Stored items

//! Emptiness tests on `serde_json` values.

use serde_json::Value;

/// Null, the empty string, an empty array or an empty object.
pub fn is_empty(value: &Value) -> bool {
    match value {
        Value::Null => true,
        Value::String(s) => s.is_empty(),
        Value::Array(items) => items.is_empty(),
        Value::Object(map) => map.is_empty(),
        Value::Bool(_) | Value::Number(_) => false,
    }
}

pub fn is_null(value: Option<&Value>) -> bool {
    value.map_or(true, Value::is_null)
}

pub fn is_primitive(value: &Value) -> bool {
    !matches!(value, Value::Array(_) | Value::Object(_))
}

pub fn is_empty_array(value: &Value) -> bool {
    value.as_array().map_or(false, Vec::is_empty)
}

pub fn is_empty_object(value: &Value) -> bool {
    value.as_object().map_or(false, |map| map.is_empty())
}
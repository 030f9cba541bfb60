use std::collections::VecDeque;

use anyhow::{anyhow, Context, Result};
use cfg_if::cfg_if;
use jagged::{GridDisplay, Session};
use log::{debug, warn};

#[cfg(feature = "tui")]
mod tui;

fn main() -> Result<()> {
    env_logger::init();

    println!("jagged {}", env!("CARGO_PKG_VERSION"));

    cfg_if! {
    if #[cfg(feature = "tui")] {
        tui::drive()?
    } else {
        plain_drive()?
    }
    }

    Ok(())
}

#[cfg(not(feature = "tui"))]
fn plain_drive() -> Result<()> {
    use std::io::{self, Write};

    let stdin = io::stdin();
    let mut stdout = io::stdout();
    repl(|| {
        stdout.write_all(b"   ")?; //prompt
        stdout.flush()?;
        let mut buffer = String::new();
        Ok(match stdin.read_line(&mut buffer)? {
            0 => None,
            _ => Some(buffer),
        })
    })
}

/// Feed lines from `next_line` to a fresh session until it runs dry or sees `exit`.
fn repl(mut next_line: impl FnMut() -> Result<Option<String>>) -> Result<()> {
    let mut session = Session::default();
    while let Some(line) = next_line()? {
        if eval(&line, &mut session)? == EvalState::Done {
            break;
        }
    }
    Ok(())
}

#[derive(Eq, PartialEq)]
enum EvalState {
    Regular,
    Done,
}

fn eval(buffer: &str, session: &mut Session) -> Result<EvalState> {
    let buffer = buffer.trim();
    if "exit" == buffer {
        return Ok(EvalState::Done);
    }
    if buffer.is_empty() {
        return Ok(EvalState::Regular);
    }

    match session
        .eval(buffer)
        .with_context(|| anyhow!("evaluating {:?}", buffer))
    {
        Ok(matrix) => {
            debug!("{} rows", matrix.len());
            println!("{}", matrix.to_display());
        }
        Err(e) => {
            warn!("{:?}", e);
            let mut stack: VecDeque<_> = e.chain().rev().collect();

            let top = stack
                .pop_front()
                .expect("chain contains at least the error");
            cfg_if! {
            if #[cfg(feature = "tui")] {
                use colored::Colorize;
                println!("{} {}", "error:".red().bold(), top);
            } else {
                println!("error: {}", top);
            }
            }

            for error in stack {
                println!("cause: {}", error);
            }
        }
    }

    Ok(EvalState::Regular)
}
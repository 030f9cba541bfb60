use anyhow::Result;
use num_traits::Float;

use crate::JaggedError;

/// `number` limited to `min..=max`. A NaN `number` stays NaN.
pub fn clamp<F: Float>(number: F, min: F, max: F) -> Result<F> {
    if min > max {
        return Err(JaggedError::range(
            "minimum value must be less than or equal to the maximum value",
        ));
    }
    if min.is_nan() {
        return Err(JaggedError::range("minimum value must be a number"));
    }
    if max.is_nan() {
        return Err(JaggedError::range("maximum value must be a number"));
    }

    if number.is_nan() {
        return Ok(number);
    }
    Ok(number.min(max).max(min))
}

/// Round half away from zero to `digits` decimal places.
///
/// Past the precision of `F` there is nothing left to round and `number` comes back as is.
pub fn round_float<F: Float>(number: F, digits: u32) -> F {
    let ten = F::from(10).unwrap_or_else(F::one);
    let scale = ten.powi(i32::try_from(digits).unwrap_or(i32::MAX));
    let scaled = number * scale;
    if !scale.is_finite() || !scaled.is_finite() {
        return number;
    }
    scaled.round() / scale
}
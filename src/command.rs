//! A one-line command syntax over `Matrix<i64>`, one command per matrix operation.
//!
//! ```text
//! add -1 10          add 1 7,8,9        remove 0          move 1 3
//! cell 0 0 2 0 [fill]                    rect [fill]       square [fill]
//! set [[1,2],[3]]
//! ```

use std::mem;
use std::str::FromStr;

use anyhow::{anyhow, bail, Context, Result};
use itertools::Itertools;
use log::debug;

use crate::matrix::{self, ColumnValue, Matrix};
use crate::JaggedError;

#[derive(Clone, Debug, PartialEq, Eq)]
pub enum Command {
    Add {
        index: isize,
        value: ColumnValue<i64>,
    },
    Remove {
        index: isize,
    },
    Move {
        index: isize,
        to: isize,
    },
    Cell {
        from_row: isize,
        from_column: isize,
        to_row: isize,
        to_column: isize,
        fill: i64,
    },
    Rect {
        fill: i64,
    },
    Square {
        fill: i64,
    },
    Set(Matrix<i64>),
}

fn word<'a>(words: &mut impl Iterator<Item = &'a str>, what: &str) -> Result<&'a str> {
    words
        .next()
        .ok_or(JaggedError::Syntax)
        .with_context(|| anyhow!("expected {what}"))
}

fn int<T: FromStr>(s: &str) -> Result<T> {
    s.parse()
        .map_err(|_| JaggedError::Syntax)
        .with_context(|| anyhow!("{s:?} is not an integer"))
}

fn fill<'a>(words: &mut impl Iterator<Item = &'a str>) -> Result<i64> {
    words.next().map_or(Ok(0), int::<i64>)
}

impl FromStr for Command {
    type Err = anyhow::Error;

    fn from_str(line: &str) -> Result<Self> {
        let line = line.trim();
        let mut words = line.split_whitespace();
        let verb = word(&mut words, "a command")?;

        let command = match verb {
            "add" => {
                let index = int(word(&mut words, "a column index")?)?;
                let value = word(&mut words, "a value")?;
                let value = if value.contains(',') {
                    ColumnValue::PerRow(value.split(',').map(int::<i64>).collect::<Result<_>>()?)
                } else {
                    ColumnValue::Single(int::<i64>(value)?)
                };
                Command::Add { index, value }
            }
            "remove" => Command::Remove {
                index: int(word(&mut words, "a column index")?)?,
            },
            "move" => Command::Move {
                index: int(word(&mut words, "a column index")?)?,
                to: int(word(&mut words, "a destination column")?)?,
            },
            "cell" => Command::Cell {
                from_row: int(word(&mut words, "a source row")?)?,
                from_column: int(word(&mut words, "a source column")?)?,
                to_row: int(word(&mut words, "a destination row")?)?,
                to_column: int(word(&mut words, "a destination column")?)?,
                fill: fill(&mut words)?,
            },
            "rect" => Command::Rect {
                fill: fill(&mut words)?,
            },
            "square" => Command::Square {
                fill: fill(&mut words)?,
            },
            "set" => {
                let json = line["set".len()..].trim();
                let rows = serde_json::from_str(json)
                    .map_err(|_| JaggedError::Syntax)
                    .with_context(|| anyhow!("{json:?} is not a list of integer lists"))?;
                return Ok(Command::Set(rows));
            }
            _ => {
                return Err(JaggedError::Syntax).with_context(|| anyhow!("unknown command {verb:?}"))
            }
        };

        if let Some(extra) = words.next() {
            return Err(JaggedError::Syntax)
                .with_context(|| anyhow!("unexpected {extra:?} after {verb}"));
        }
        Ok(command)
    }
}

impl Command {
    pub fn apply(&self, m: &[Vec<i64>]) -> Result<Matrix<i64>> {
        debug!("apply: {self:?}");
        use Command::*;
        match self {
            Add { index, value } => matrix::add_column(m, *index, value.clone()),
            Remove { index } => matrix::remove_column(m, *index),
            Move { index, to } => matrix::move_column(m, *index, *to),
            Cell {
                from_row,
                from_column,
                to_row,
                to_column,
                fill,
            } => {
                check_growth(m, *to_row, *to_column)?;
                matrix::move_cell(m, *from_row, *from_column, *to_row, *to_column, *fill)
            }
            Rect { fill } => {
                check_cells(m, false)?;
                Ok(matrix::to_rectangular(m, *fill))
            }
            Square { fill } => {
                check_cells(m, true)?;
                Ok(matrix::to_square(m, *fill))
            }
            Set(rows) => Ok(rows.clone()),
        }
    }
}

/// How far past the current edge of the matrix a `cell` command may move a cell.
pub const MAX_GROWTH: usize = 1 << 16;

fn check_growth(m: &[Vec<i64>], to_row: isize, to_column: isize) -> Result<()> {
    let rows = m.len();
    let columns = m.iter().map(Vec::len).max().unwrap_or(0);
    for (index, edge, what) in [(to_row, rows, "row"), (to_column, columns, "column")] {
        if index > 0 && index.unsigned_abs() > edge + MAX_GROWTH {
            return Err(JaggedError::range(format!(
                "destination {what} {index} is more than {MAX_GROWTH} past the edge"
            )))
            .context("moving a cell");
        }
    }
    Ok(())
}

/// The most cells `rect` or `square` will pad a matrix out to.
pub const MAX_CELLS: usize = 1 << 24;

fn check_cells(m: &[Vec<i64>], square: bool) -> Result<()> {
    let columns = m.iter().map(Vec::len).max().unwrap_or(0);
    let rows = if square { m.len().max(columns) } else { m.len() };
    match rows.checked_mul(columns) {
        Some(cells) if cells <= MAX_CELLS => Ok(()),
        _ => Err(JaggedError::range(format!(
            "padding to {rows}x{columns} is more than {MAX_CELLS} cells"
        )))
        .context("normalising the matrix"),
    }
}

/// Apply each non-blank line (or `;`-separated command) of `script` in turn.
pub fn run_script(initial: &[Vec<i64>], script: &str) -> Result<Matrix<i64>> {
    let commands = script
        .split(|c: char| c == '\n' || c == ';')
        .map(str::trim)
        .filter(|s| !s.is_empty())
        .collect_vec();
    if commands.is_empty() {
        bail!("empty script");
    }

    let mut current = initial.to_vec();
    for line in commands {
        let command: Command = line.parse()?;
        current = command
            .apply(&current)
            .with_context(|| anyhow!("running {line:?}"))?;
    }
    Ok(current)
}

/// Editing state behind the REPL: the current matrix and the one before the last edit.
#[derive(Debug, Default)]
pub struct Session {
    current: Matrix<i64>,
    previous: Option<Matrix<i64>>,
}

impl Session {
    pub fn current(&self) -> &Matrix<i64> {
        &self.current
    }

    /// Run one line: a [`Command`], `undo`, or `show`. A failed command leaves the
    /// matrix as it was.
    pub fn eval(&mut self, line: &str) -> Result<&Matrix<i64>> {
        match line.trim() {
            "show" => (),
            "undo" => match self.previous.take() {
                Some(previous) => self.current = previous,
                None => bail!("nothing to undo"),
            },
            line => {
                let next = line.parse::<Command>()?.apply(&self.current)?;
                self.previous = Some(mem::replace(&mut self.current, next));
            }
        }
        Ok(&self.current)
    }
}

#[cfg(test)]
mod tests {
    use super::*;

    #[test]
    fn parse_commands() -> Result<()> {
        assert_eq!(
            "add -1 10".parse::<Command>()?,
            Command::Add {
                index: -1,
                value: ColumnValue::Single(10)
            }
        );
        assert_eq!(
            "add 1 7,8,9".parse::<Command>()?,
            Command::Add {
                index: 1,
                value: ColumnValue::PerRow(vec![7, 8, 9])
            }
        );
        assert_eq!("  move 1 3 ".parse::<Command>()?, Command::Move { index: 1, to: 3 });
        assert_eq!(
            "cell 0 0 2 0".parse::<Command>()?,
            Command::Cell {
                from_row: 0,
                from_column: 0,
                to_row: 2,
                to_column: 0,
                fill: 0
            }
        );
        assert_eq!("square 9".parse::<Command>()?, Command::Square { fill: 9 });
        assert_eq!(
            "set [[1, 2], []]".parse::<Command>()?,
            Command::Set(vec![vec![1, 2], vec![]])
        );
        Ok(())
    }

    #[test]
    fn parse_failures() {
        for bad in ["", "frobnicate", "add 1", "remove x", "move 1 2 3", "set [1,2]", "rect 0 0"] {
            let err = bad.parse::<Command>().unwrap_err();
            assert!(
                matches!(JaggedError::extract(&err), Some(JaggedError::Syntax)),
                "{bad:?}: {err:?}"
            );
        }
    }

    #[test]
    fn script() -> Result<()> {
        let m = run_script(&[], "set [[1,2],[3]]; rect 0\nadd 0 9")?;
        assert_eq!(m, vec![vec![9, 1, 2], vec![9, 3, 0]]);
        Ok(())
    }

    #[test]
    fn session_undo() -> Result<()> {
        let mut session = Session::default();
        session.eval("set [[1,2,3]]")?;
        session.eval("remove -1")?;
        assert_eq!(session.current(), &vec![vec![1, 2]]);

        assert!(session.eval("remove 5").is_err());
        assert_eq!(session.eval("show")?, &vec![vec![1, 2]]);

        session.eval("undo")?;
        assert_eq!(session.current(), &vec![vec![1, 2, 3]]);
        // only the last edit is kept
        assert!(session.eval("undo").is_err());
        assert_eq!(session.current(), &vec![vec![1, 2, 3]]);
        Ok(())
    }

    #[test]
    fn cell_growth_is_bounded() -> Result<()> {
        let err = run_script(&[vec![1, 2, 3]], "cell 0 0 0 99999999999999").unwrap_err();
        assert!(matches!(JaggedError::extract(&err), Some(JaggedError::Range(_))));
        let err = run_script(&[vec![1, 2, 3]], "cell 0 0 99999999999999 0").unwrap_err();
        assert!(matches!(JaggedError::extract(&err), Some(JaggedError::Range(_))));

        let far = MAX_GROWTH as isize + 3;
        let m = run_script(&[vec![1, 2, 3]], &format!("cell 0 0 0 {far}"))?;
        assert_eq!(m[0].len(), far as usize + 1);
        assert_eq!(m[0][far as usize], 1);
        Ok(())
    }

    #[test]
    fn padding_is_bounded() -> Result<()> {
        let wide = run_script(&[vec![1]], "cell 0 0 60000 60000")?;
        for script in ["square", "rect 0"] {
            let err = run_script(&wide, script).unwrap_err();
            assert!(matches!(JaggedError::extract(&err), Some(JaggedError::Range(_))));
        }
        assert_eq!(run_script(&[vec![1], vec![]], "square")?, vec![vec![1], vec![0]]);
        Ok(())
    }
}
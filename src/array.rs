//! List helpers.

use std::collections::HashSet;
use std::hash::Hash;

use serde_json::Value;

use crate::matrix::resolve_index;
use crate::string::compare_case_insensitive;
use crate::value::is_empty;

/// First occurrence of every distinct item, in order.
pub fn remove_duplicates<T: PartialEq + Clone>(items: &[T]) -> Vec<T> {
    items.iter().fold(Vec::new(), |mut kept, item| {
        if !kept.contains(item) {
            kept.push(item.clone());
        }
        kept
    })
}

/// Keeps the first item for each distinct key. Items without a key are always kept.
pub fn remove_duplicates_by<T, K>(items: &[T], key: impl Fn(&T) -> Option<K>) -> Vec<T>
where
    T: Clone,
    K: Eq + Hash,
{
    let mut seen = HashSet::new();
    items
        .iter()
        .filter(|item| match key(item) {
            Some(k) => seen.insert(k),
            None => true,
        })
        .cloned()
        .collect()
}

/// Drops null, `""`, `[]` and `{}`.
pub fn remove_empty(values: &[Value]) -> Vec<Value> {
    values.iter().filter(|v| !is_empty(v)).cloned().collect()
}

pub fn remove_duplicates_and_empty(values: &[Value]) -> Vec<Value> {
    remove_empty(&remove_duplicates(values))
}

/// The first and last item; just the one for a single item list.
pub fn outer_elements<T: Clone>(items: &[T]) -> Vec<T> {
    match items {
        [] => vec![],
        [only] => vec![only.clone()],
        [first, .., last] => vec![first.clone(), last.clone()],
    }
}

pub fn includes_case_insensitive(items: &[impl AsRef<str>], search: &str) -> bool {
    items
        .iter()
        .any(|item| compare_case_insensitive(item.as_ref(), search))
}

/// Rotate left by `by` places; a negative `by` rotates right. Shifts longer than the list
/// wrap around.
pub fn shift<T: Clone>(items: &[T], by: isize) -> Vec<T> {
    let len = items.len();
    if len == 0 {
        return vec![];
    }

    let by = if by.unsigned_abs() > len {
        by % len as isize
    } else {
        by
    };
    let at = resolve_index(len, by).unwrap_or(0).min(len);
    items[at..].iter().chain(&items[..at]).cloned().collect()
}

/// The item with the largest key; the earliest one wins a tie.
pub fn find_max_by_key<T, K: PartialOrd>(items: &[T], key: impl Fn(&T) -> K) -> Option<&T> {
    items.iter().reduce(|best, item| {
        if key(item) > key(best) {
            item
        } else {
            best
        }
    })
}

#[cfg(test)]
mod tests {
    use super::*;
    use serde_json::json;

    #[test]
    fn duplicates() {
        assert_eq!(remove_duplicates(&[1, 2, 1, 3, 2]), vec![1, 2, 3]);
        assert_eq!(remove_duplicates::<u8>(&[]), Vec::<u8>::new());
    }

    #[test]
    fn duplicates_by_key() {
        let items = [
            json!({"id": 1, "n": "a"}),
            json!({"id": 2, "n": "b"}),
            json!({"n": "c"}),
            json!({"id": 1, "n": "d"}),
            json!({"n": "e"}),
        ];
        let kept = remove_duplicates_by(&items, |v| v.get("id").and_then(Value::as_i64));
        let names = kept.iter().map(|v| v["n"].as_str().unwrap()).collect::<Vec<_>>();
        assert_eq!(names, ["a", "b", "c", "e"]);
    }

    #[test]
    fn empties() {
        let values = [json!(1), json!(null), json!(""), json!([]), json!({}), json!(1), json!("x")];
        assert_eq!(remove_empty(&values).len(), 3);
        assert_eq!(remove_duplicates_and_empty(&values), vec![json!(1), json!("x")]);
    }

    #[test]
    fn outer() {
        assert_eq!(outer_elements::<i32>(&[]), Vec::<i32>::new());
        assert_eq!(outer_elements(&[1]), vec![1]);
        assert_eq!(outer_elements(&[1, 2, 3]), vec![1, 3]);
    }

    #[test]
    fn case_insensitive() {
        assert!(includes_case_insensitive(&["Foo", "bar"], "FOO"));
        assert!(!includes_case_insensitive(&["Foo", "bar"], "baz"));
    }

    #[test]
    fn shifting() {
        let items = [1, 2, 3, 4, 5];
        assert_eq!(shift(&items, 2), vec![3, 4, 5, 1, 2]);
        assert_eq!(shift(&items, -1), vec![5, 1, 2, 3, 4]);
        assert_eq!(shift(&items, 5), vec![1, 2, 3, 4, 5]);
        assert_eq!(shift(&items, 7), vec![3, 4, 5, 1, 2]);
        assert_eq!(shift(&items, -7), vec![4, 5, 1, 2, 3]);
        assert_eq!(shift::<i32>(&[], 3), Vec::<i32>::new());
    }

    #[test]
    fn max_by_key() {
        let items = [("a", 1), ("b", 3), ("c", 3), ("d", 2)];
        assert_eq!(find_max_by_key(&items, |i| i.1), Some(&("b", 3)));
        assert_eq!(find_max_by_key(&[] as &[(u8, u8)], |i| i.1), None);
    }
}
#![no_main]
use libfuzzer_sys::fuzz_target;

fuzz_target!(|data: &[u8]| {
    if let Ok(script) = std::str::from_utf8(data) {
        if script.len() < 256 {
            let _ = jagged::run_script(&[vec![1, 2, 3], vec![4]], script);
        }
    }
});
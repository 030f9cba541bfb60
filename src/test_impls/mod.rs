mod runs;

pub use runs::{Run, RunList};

WORK TO BE COMPLETED
Each line that includes the string "scaled" should be copied from the data.

TASK ANSWER
    let scaled = number * scale;
    if !scale.is_finite() || !scaled.is_finite() {
    scaled.round() / scale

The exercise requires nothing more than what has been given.